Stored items
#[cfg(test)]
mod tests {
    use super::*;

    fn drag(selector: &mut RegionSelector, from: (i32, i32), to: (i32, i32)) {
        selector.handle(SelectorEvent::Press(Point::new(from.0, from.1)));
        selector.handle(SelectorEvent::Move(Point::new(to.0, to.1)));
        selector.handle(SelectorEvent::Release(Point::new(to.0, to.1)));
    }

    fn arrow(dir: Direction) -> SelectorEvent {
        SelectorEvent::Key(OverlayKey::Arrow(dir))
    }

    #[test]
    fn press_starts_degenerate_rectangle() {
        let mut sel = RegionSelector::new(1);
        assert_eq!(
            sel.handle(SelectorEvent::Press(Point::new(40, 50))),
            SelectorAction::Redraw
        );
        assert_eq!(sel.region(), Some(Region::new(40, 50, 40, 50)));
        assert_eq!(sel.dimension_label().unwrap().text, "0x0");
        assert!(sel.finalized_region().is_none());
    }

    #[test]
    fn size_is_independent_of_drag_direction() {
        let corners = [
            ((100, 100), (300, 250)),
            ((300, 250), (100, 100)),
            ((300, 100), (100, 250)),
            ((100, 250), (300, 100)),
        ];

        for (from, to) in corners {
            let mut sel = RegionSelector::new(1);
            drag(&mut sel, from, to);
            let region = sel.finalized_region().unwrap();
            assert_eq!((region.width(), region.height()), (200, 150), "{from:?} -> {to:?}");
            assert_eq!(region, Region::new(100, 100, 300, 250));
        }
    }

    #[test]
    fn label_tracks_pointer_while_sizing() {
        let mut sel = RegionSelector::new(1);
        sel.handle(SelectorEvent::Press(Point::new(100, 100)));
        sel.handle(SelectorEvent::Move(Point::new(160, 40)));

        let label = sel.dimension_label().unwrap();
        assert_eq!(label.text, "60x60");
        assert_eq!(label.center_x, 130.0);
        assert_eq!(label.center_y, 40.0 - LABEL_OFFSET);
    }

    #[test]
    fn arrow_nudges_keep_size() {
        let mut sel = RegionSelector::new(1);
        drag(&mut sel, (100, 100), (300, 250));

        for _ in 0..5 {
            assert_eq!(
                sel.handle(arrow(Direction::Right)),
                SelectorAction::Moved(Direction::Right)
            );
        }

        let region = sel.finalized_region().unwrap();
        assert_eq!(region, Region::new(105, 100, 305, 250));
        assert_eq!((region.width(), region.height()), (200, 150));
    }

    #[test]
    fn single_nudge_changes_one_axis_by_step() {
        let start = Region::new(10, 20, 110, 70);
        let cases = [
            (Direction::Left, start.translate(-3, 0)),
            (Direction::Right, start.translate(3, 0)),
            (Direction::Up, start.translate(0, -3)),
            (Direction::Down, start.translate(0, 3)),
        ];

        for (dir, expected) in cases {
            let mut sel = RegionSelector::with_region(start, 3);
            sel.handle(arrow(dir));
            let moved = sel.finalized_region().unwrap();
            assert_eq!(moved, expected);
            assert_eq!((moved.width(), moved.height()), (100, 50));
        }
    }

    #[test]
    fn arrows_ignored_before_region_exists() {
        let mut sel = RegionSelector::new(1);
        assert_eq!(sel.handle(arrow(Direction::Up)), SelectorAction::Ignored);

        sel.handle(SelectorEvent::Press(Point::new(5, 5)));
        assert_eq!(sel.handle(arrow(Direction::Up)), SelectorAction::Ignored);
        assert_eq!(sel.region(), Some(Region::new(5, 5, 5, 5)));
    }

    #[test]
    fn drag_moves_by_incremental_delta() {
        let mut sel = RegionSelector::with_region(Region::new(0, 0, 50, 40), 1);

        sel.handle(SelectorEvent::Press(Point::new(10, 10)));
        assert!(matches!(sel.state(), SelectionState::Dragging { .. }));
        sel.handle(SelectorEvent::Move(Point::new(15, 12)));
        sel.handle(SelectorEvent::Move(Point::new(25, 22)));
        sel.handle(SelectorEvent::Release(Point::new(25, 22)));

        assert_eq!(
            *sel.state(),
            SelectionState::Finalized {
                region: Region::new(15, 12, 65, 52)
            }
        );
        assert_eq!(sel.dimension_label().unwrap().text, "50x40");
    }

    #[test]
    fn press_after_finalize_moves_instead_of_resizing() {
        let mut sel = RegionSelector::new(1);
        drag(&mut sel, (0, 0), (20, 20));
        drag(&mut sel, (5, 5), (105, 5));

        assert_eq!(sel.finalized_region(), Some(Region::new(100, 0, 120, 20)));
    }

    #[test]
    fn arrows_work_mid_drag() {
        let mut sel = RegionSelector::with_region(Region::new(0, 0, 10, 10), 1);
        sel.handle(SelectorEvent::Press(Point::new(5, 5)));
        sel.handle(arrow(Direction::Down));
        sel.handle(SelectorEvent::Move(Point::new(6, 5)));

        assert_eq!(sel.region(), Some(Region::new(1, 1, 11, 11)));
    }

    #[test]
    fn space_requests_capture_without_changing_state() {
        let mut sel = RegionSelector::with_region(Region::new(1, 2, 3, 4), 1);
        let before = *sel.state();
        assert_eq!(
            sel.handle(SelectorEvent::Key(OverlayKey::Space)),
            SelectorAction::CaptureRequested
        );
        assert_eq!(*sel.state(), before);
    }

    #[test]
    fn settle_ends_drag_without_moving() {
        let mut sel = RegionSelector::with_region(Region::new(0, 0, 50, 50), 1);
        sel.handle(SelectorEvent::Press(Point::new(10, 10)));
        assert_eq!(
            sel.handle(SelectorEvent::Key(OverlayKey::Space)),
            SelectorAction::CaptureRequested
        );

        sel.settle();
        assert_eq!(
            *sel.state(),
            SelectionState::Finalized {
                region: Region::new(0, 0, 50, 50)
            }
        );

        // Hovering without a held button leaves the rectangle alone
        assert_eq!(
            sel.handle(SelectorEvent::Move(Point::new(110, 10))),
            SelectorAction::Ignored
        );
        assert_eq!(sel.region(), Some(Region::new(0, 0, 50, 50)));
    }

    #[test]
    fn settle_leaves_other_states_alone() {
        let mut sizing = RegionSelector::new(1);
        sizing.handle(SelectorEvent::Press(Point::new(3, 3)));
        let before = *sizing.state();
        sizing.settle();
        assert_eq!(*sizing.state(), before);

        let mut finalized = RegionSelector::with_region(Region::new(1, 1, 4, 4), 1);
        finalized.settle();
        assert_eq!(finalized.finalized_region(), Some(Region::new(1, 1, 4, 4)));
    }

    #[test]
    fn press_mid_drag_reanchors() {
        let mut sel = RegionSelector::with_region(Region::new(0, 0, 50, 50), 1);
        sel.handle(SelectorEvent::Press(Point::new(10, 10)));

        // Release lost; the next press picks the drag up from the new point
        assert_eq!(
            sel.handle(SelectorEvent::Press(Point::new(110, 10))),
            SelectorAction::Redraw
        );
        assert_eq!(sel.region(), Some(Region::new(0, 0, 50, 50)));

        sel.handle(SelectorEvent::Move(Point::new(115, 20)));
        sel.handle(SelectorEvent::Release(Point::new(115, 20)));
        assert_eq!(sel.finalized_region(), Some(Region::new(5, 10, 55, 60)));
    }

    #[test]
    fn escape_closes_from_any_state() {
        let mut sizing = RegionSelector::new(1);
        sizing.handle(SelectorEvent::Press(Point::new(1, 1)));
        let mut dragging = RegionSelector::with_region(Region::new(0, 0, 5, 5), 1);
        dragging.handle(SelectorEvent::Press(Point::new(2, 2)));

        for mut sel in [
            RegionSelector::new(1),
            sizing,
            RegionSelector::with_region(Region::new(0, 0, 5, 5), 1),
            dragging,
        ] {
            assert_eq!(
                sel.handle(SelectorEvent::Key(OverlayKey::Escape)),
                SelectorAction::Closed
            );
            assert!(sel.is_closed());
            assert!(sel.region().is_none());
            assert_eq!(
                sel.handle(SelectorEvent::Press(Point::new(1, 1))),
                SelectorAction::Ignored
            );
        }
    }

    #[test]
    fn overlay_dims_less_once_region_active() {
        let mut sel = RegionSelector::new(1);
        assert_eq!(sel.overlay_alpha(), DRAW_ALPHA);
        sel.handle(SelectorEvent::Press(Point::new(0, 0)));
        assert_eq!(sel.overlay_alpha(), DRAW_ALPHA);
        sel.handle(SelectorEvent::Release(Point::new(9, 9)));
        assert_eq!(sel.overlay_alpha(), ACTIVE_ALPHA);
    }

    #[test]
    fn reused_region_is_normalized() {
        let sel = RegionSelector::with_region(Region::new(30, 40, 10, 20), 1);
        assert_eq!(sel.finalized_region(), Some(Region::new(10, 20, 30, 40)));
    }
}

■ **INSTRUCTIONS TO FOLLOW**
Every line in the data above that contains "Some" needs to be copied.

■ **RESULT**
        assert_eq!(sel.region(), Some(Region::new(40, 50, 40, 50)));
        assert_eq!(sel.region(), Some(Region::new(5, 5, 5, 5)));
        assert_eq!(sel.finalized_region(), Some(Region::new(100, 0, 120, 20)));
        assert_eq!(sel.region(), Some(Region::new(1, 1, 11, 11)));
        assert_eq!(sel.region(), Some(Region::new(0, 0, 50, 50)));
        assert_eq!(finalized.finalized_region(), Some(Region::new(1, 1, 4, 4)));
        assert_eq!(sel.region(), Some(Region::new(0, 0, 50, 50)));
        assert_eq!(sel.finalized_region(), Some(Region::new(5, 10, 55, 60)));
        assert_eq!(sel.finalized_region(), Some(Region::new(10, 20, 30, 40)));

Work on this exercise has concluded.